Hitler: A Study in Tyranny
- Author: Alan Bullock
- Language: English
- Publisher: Odhams Press Limited
- Publication date: 1952
- Publication place: United Kingdom
- Media type: Print (hardcover and paperback)
- Pages: 776

= Hitler: A Study in Tyranny =

1952 book by Alan Bullock

Hitler: A Study in Tyranny is a 1952 biography of the Nazi dictator Adolf Hitler by British historian Alan Bullock. It was the first comprehensive biography of Hitler. A revised edition was published in 1962.

==Reception==
In 1992, The New York Times wrote that it "remains the standard biography of the dictator and a widely respected work on the Nazi movement in general." In 1998, the Hitler expert Ian Kershaw described the book as a "masterpiece". In his 2007 book Cultural Amnesia, the critic Clive James wrote, "Books about Hitler are without number, but after more than 60 years, the first one to read is still Alan Bullock's Hitler: A Study in Tyranny."

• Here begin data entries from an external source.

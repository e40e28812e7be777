//! API route definitions
//!
//! Layers, innermost first: body limit, panic catcher, rate limit, CORS,
//! security headers, request tracing. Security headers sit outside the rate
//! limiter and CORS so rejections carry them too.
//!
//! Author: hephaex@gmail.com

use crate::auth::middleware::auth_middleware;
use crate::doc::ApiDoc;
use crate::error::{error_response, AppError, SERVER_ERROR_MESSAGE};
use crate::handlers::{affiliate_links, auth, health, platforms};
use crate::middleware::{rate_limit_middleware, security_headers_middleware};
use crate::state::AppState;
use axum::{
    extract::DefaultBodyLimit,
    http::{header, HeaderValue, Method, StatusCode},
    middleware,
    response::Response,
    routing::{get, post},
    Router,
};
use std::any::Any;
use std::sync::Arc;
use tower_http::catch_panic::CatchPanicLayer;
use tower_http::cors::{AllowOrigin, CorsLayer};
use tower_http::trace::TraceLayer;
use utoipa::OpenApi;
use utoipa_swagger_ui::SwaggerUi;

/// Routes under the auth gate and the public ones
pub fn api_routes(state: Arc<AppState>) -> Router<Arc<AppState>> {
    let public_routes = Router::new()
        .route("/register", post(auth::register_handler))
        .route("/login", post(auth::login_handler))
        .route("/health", get(health::health_check));

    let protected_routes = Router::new()
        .route("/platform", post(platforms::create_platform))
        .route("/affiliate", post(affiliate_links::create_affiliate_link))
        .route_layer(middleware::from_fn_with_state(state, auth_middleware));

    Router::new().merge(public_routes).merge(protected_routes)
}

/// Build the complete application router
pub fn create_router(state: Arc<AppState>) -> Router {
    let server = &state.config.server;

    let mut router = api_routes(state.clone())
        .merge(SwaggerUi::new("/swagger-ui").url("/api-docs/openapi.json", ApiDoc::openapi()))
        .fallback(not_found)
        .with_state(state.clone())
        .layer(DefaultBodyLimit::max(server.max_body_size))
        .layer(CatchPanicLayer::custom(handle_panic));

    if state.config.rate_limit.enabled {
        router = router.layer(middleware::from_fn_with_state(
            state.rate_limiter.clone(),
            rate_limit_middleware,
        ));
    }

    router
        .layer(cors_layer(&server.cors_origins))
        .layer(middleware::from_fn(security_headers_middleware))
        .layer(TraceLayer::new_for_http())
}

/// CORS for the configured origins; `*` allows any origin, none allows no cross-origin caller
fn cors_layer(origins: &[String]) -> CorsLayer {
    let allow_origin = if origins.iter().any(|origin| origin == "*") {
        AllowOrigin::any()
    } else {
        let list: Vec<HeaderValue> = origins
            .iter()
            .filter_map(|origin| match origin.parse() {
                Ok(value) => Some(value),
                Err(_) => {
                    tracing::warn!(origin = %origin, "Ignoring invalid CORS origin");
                    None
                }
            })
            .collect();
        AllowOrigin::list(list)
    };

    CorsLayer::new()
        .allow_origin(allow_origin)
        .allow_methods([Method::GET, Method::POST, Method::OPTIONS])
        .allow_headers([header::CONTENT_TYPE, header::AUTHORIZATION])
}

async fn not_found() -> AppError {
    AppError::NotFound("Not found".to_string())
}

fn handle_panic(err: Box<dyn Any + Send + 'static>) -> Response {
    let detail = if let Some(s) = err.downcast_ref::<String>() {
        s.clone()
    } else if let Some(s) = err.downcast_ref::<&str>() {
        (*s).to_string()
    } else {
        "unknown panic payload".to_string()
    };

    tracing::error!(panic = %detail, "Request handler panicked");
    error_response(StatusCode::INTERNAL_SERVER_ERROR, SERVER_ERROR_MESSAGE)
}
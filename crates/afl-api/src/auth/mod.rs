//! Authentication module
//!
//! - Token issuance and verification
//! - Password hashing with Argon2
//! - Middleware guarding protected routes
//! - Register/login service

pub mod jwt;
pub mod middleware;
pub mod password;
pub mod service;

pub use jwt::{Claims, Identity, JwtConfig, JwtError, TokenService};
pub use middleware::{auth_middleware, AuthError, AuthenticatedUser};
pub use password::{PasswordConfig, PasswordError, PasswordService};
pub use service::{AuthService, LoginRequest, LoginResponse, RegisterRequest};
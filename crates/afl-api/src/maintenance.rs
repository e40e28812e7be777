//! Scheduled background jobs
//!
//! The daily job has no maintenance work of its own yet; it checks that the
//! store is reachable and logs the result.

use afl_core::Store;
use std::future::Future;
use std::sync::Arc;
use std::time::Duration;
use tokio::task::JoinHandle;
use tokio::time::MissedTickBehavior;

/// Run `job` every `interval`, starting one interval after the call.
///
/// Failures are logged and the schedule continues. Abort the returned
/// handle to stop it.
pub fn spawn_daily<F, Fut, E>(name: &'static str, interval: Duration, job: F) -> JoinHandle<()>
where
    F: Fn() -> Fut + Send + 'static,
    Fut: Future<Output = Result<(), E>> + Send + 'static,
    E: std::fmt::Display + Send + 'static,
{
    tokio::spawn(async move {
        let mut ticker = tokio::time::interval(interval);
        ticker.set_missed_tick_behavior(MissedTickBehavior::Delay);
        // First tick completes immediately
        ticker.tick().await;

        loop {
            ticker.tick().await;
            tracing::info!(job = name, "Running scheduled job");

            match job().await {
                Ok(()) => tracing::info!(job = name, "Scheduled job finished"),
                Err(e) => tracing::error!(job = name, error = %e, "Scheduled job failed"),
            }
        }
    })
}

/// Daily maintenance pass
pub async fn daily_maintenance(store: Arc<dyn Store>) -> afl_core::Result<()> {
    store.health_check().await?;
    tracing::info!(store = store.backend_name(), "Daily maintenance: store reachable");
    Ok(())
}

#[cfg(test)]
mod tests {
    use super::*;
    use afl_store::MemoryStore;
    use std::sync::atomic::{AtomicUsize, Ordering};

    #[tokio::test(start_paused = true)]
    async fn test_job_runs_each_interval_not_at_start() {
        let runs = Arc::new(AtomicUsize::new(0));
        let counter = runs.clone();

        let handle = spawn_daily("count", Duration::from_secs(60), move || {
            let counter = counter.clone();
            async move {
                counter.fetch_add(1, Ordering::SeqCst);
                Ok::<(), String>(())
            }
        });

        tokio::time::sleep(Duration::from_secs(30)).await;
        assert_eq!(runs.load(Ordering::SeqCst), 0);

        tokio::time::sleep(Duration::from_secs(100)).await;
        assert_eq!(runs.load(Ordering::SeqCst), 2);

        handle.abort();
    }

    #[tokio::test(start_paused = true)]
    async fn test_failures_do_not_stop_schedule() {
        let runs = Arc::new(AtomicUsize::new(0));
        let counter = runs.clone();

        let handle = spawn_daily("flaky", Duration::from_secs(10), move || {
            let counter = counter.clone();
            async move {
                counter.fetch_add(1, Ordering::SeqCst);
                Err::<(), _>("store unreachable")
            }
        });

        tokio::time::sleep(Duration::from_secs(35)).await;
        assert_eq!(runs.load(Ordering::SeqCst), 3);
        assert!(!handle.is_finished());

        handle.abort();
    }

    #[tokio::test]
    async fn test_daily_maintenance_on_memory_store() {
        let store: Arc<dyn Store> = Arc::new(MemoryStore::new());
        daily_maintenance(store).await.unwrap();
    }
}
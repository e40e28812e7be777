//! Affiliate link handlers
//!
//! A link is only stored when its URL is well formed and its platform
//! exists.

use super::MessageResponse;
use crate::auth::AuthenticatedUser;
use crate::error::{AppError, ErrorBody};
use crate::state::AppState;
use crate::validation::{FieldRules, Validated, ValidatedJson, Violation, AFFILIATE_LINK_RULES};
use afl_core::AffiliateLink;
use axum::{extract::State, http::StatusCode, response::IntoResponse, Extension, Json};
use serde::{Deserialize, Serialize};
use std::sync::Arc;
use utoipa::ToSchema;
use uuid::Uuid;

pub const PLATFORM_NOT_FOUND_MESSAGE: &str = "Platform not found";

/// Affiliate link creation request
#[derive(Debug, Clone, Serialize, Deserialize, ToSchema)]
#[serde(rename_all = "camelCase")]
pub struct CreateAffiliateLinkRequest {
    /// ftp, http or https URL
    #[schema(example = "https://shop.example.com/p/123?ref=afl")]
    pub url: String,
    #[schema(example = "c56a4180-65aa-42ec-a945-5fd21dec0538")]
    pub platform_id: String,
}

impl Validated for CreateAffiliateLinkRequest {
    const RULES: &'static [FieldRules] = AFFILIATE_LINK_RULES;
}

/// Create an affiliate link
#[utoipa::path(
    post,
    path = "/affiliate",
    tag = "affiliate",
    request_body = CreateAffiliateLinkRequest,
    security(("bearer_auth" = [])),
    responses(
        (status = 201, description = "Affiliate link created successfully", body = MessageResponse),
        (status = 400, description = "Validation failed or invalid token", body = ErrorBody),
        (status = 401, description = "No token provided", body = ErrorBody),
        (status = 422, description = "Platform not found", body = ErrorBody),
        (status = 500, description = "Server error", body = ErrorBody),
    )
)]
pub async fn create_affiliate_link(
    State(state): State<Arc<AppState>>,
    Extension(user): Extension<AuthenticatedUser>,
    ValidatedJson(request): ValidatedJson<CreateAffiliateLinkRequest>,
) -> Result<impl IntoResponse, AppError> {
    let platform_id = Uuid::parse_str(request.platform_id.trim()).map_err(|_| {
        AppError::Validation(vec![Violation::new(
            "platformId",
            "Platform id must be a valid id",
        )])
    })?;

    let link = AffiliateLink::new(request.url, platform_id)?;

    if !state.store.platform_exists(platform_id).await? {
        tracing::info!(platform_id = %platform_id, "Affiliate link rejected: unknown platform");
        return Err(AppError::UnprocessableEntity(
            PLATFORM_NOT_FOUND_MESSAGE.to_string(),
        ));
    }

    state.store.create_affiliate_link(&link).await?;

    tracing::info!(link_id = %link.id, platform_id = %platform_id, created_by = %user.user_id, "Affiliate link created");

    Ok((
        StatusCode::CREATED,
        Json(MessageResponse::created(
            "Affiliate link created successfully",
            link.id,
        )),
    ))
}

The book has been criticised for its reliance on the works of Albert Speer and Hermann Rauschning, which it treats as authentic eyewitness testimony and innocent of ideological agenda, but is rejected as unreliable by some scholars, such as Theodor Schieder. Many of Bullock's statements – as is the case with his British rival Hugh Trevor-Roper and later German historians Joachim Fest and Klaus Hildebrand – are thus "incorrect, or at least in need of serious nuancing". Bullock's portrayal of Hitler as a cynic is argued to derive from the main thesis of Rauschning's The Revolution of Nihilism, which is that National Socialism had no ideological content and amounted to a nihilist pursuit of power. Bullock notably later changed his mind and acknowledged in the late 1990s that a providentialist form of ideology was central to Hitler's actions.

==See also==
- List of books by or about Adolf Hitler
- Psychopathography of Adolf Hitler

==Bibliography==
- Nilsson, Mikael (2024). "Christianity in Hitler's Ideology: The Role of Jesus in National Socialism"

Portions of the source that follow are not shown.